**Exercise data:**
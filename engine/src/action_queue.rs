//! Serialized execution of mutating work.
//!
//! Every write to the local database runs inside an *action*. The queue runs
//! top-level actions one at a time, in the order they asked for their turn.
//! A running action may run sub-actions inline, which complete before the
//! action itself does, so a whole tree of work appears atomic to any other
//! action.
//!
//! The running state (current action, sub-action depth) is owned by each
//! queue. Write APIs take an [`Action`] token and check it against that state
//! with [`ActionQueue::ensure_in_action`], so a token that escaped its action
//! is rejected instead of racing.

use crate::{error::Result, Error};
use parking_lot::Mutex;
use std::future::Future;
use std::sync::atomic::{AtomicU64, Ordering};
use std::sync::Arc;
use tracing::{debug, warn};

#[derive(Debug, Clone)]
struct Running {
    id: u64,
    label: Arc<str>,
    depth: usize,
}

#[derive(Debug, Default)]
struct QueueState {
    running: Option<Running>,
    waiting: usize,
}

#[derive(Debug, Default)]
struct QueueInner {
    /// Fair lock: waiters are granted their turn in FIFO order.
    turn: tokio::sync::Mutex<()>,
    state: Mutex<QueueState>,
    next_id: AtomicU64,
}

/// FIFO scheduler of actions.
#[derive(Debug, Clone, Default)]
pub struct ActionQueue {
    inner: Arc<QueueInner>,
}

impl ActionQueue {
    pub fn new() -> Self {
        Self::default()
    }

    /// Run `work` as a top-level action once every earlier action finished.
    ///
    /// The result of `work` is returned as is. A failing action does not
    /// affect the ones queued after it.
    pub async fn enqueue<T, F, Fut>(&self, label: impl Into<String>, work: F) -> Result<T>
    where
        F: FnOnce(Action) -> Fut,
        Fut: Future<Output = Result<T>>,
    {
        let label: Arc<str> = Arc::from(label.into());

        let waiting = WaitingGuard::new(&self.inner);
        let _turn = self.inner.turn.lock().await;
        drop(waiting);

        let id = self.inner.next_id.fetch_add(1, Ordering::Relaxed);
        let _running = RunningGuard::enter(&self.inner, id, label.clone());
        debug!(action = %label, action_id = id, "action started");

        let action = Action {
            id,
            depth: 0,
            label: label.clone(),
            queue: self.inner.clone(),
        };
        let result = work(action).await;

        match &result {
            Ok(_) => debug!(action = %label, action_id = id, "action finished"),
            Err(e) => warn!(action = %label, action_id = id, error = %e, "action failed"),
        }
        result
    }

    /// Fail unless `action` is the innermost running action of this queue.
    pub fn ensure_in_action(&self, action: &Action, message: &str) -> Result<()> {
        if !Arc::ptr_eq(&self.inner, &action.queue) {
            return Err(Error::NotInAction(format!(
                "{message} (action '{}' belongs to another queue)",
                action.label
            )));
        }
        action.ensure_current(message)
    }

    /// Whether an action is running right now.
    pub fn is_running(&self) -> bool {
        self.inner.state.lock().running.is_some()
    }

    /// Label of the running action, if any.
    pub fn current_label(&self) -> Option<String> {
        self.inner
            .state
            .lock()
            .running
            .as_ref()
            .map(|r| r.label.to_string())
    }

    /// Sub-action depth of the running action (0 for the action itself).
    pub fn depth(&self) -> Option<usize> {
        self.inner.state.lock().running.as_ref().map(|r| r.depth)
    }

    /// Number of actions waiting or running.
    pub fn len(&self) -> usize {
        let state = self.inner.state.lock();
        state.waiting + usize::from(state.running.is_some())
    }

    pub fn is_empty(&self) -> bool {
        self.len() == 0
    }
}

/// Handle to a running action, passed to its work.
#[derive(Debug, Clone)]
pub struct Action {
    id: u64,
    depth: usize,
    label: Arc<str>,
    queue: Arc<QueueInner>,
}

impl Action {
    pub fn label(&self) -> &str {
        &self.label
    }

    /// 0 for a top-level action, +1 per sub-action level.
    pub fn depth(&self) -> usize {
        self.depth
    }

    /// Whether this is the innermost running action of its queue.
    pub fn is_current(&self) -> bool {
        self.queue
            .state
            .lock()
            .running
            .as_ref()
            .is_some_and(|r| r.id == self.id && r.depth == self.depth)
    }

    fn ensure_current(&self, message: &str) -> Result<()> {
        if self.is_current() {
            Ok(())
        } else {
            Err(Error::NotInAction(message.to_string()))
        }
    }

    /// Run `work` nested in this action, before this action completes.
    ///
    /// While the sub-action runs, only its own token is current: this token
    /// becomes usable again once the sub-action returned.
    pub async fn sub_action<T, F, Fut>(&self, work: F) -> Result<T>
    where
        F: FnOnce(Action) -> Fut,
        Fut: Future<Output = Result<T>>,
    {
        self.ensure_current("sub_action() can only be called from inside of the running action")?;

        let _depth = DepthGuard::enter(&self.queue);
        let child = Action {
            depth: self.depth + 1,
            ..self.clone()
        };
        debug!(action = %self.label, depth = child.depth, "sub-action started");
        work(child).await
    }
}

struct WaitingGuard<'a>(&'a QueueInner);

impl<'a> WaitingGuard<'a> {
    fn new(inner: &'a QueueInner) -> Self {
        inner.state.lock().waiting += 1;
        Self(inner)
    }
}

impl Drop for WaitingGuard<'_> {
    fn drop(&mut self) {
        self.0.state.lock().waiting -= 1;
    }
}

struct RunningGuard<'a>(&'a QueueInner);

impl<'a> RunningGuard<'a> {
    fn enter(inner: &'a QueueInner, id: u64, label: Arc<str>) -> Self {
        inner.state.lock().running = Some(Running {
            id,
            label,
            depth: 0,
        });
        Self(inner)
    }
}

impl Drop for RunningGuard<'_> {
    fn drop(&mut self) {
        self.0.state.lock().running = None;
    }
}

struct DepthGuard<'a>(&'a QueueInner);

impl<'a> DepthGuard<'a> {
    fn enter(inner: &'a QueueInner) -> Self {
        if let Some(running) = inner.state.lock().running.as_mut() {
            running.depth += 1;
        }
        Self(inner)
    }
}

impl Drop for DepthGuard<'_> {
    fn drop(&mut self) {
        if let Some(running) = self.0.state.lock().running.as_mut() {
            running.depth = running.depth.saturating_sub(1);
        }
    }
}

**Work order:** Print the whole listing once more, exactly as it stands.

**Task answer:**
filename engine/src/action_queue.rs
//! Serialized execution of mutating work.
//!
//! Every write to the local database runs inside an *action*. The queue runs
//! top-level actions one at a time, in the order they asked for their turn.
//! A running action may run sub-actions inline, which complete before the
//! action itself does, so a whole tree of work appears atomic to any other
//! action.
//!
//! The running state (current action, sub-action depth) is owned by each
//! queue. Write APIs take an [`Action`] token and check it against that state
//! with [`ActionQueue::ensure_in_action`], so a token that escaped its action
//! is rejected instead of racing.

use crate::{error::Result, Error};
use parking_lot::Mutex;
use std::future::Future;
use std::sync::atomic::{AtomicU64, Ordering};
use std::sync::Arc;
use tracing::{debug, warn};

#[derive(Debug, Clone)]
struct Running {
    id: u64,
    label: Arc<str>,
    depth: usize,
}

#[derive(Debug, Default)]
struct QueueState {
    running: Option<Running>,
    waiting: usize,
}

#[derive(Debug, Default)]
struct QueueInner {
    /// Fair lock: waiters are granted their turn in FIFO order.
    turn: tokio::sync::Mutex<()>,
    state: Mutex<QueueState>,
    next_id: AtomicU64,
}

/// FIFO scheduler of actions.
#[derive(Debug, Clone, Default)]
pub struct ActionQueue {
    inner: Arc<QueueInner>,
}

impl ActionQueue {
    pub fn new() -> Self {
        Self::default()
    }

    /// Run `work` as a top-level action once every earlier action finished.
    ///
    /// The result of `work` is returned as is. A failing action does not
    /// affect the ones queued after it.
    pub async fn enqueue<T, F, Fut>(&self, label: impl Into<String>, work: F) -> Result<T>
    where
        F: FnOnce(Action) -> Fut,
        Fut: Future<Output = Result<T>>,
    {
        let label: Arc<str> = Arc::from(label.into());

        let waiting = WaitingGuard::new(&self.inner);
        let _turn = self.inner.turn.lock().await;
        drop(waiting);

        let id = self.inner.next_id.fetch_add(1, Ordering::Relaxed);
        let _running = RunningGuard::enter(&self.inner, id, label.clone());
        debug!(action = %label, action_id = id, "action started");

        let action = Action {
            id,
            depth: 0,
            label: label.clone(),
            queue: self.inner.clone(),
        };
        let result = work(action).await;

        match &result {
            Ok(_) => debug!(action = %label, action_id = id, "action finished"),
            Err(e) => warn!(action = %label, action_id = id, error = %e, "action failed"),
        }
        result
    }

    /// Fail unless `action` is the innermost running action of this queue.
    pub fn ensure_in_action(&self, action: &Action, message: &str) -> Result<()> {
        if !Arc::ptr_eq(&self.inner, &action.queue) {
            return Err(Error::NotInAction(format!(
                "{message} (action '{}' belongs to another queue)",
                action.label
            )));
        }
        action.ensure_current(message)
    }

    /// Whether an action is running right now.
    pub fn is_running(&self) -> bool {
        self.inner.state.lock().running.is_some()
    }

    /// Label of the running action, if any.
    pub fn current_label(&self) -> Option<String> {
        self.inner
            .state
            .lock()
            .running
            .as_ref()
            .map(|r| r.label.to_string())
    }

    /// Sub-action depth of the running action (0 for the action itself).
    pub fn depth(&self) -> Option<usize> {
        self.inner.state.lock().running.as_ref().map(|r| r.depth)
    }

    /// Number of actions waiting or running.
    pub fn len(&self) -> usize {
        let state = self.inner.state.lock();
        state.waiting + usize::from(state.running.is_some())
    }

    pub fn is_empty(&self) -> bool {
        self.len() == 0
    }
}

/// Handle to a running action, passed to its work.
#[derive(Debug, Clone)]
pub struct Action {
    id: u64,
    depth: usize,
    label: Arc<str>,
    queue: Arc<QueueInner>,
}

impl Action {
    pub fn label(&self) -> &str {
        &self.label
    }

    /// 0 for a top-level action, +1 per sub-action level.
    pub fn depth(&self) -> usize {
        self.depth
    }

    /// Whether this is the innermost running action of its queue.
    pub fn is_current(&self) -> bool {
        self.queue
            .state
            .lock()
            .running
            .as_ref()
            .is_some_and(|r| r.id == self.id && r.depth == self.depth)
    }

    fn ensure_current(&self, message: &str) -> Result<()> {
        if self.is_current() {
            Ok(())
        } else {
            Err(Error::NotInAction(message.to_string()))
        }
    }

    /// Run `work` nested in this action, before this action completes.
    ///
    /// While the sub-action runs, only its own token is current: this token
    /// becomes usable again once the sub-action returned.
    pub async fn sub_action<T, F, Fut>(&self, work: F) -> Result<T>
    where
        F: FnOnce(Action) -> Fut,
        Fut: Future<Output = Result<T>>,
    {
        self.ensure_current("sub_action() can only be called from inside of the running action")?;

        let _depth = DepthGuard::enter(&self.queue);
        let child = Action {
            depth: self.depth + 1,
            ..self.clone()
        };
        debug!(action = %self.label, depth = child.depth, "sub-action started");
        work(child).await
    }
}

struct WaitingGuard<'a>(&'a QueueInner);

impl<'a> WaitingGuard<'a> {
    fn new(inner: &'a QueueInner) -> Self {
        inner.state.lock().waiting += 1;
        Self(inner)
    }
}

impl Drop for WaitingGuard<'_> {
    fn drop(&mut self) {
        self.0.state.lock().waiting -= 1;
    }
}

struct RunningGuard<'a>(&'a QueueInner);

impl<'a> RunningGuard<'a> {
    fn enter(inner: &'a QueueInner, id: u64, label: Arc<str>) -> Self {
        inner.state.lock().running = Some(Running {
            id,
            label,
            depth: 0,
        });
        Self(inner)
    }
}

impl Drop for RunningGuard<'_> {
    fn drop(&mut self) {
        self.0.state.lock().running = None;
    }
}

struct DepthGuard<'a>(&'a QueueInner);

impl<'a> DepthGuard<'a> {
    fn enter(inner: &'a QueueInner) -> Self {
        if let Some(running) = inner.state.lock().running.as_mut() {
            running.depth += 1;
        }
        Self(inner)
    }
}

impl Drop for DepthGuard<'_> {
    fn drop(&mut self) {
        if let Some(running) = self.0.state.lock().running.as_mut() {
            running.depth = running.depth.saturating_sub(1);
        }
    }
}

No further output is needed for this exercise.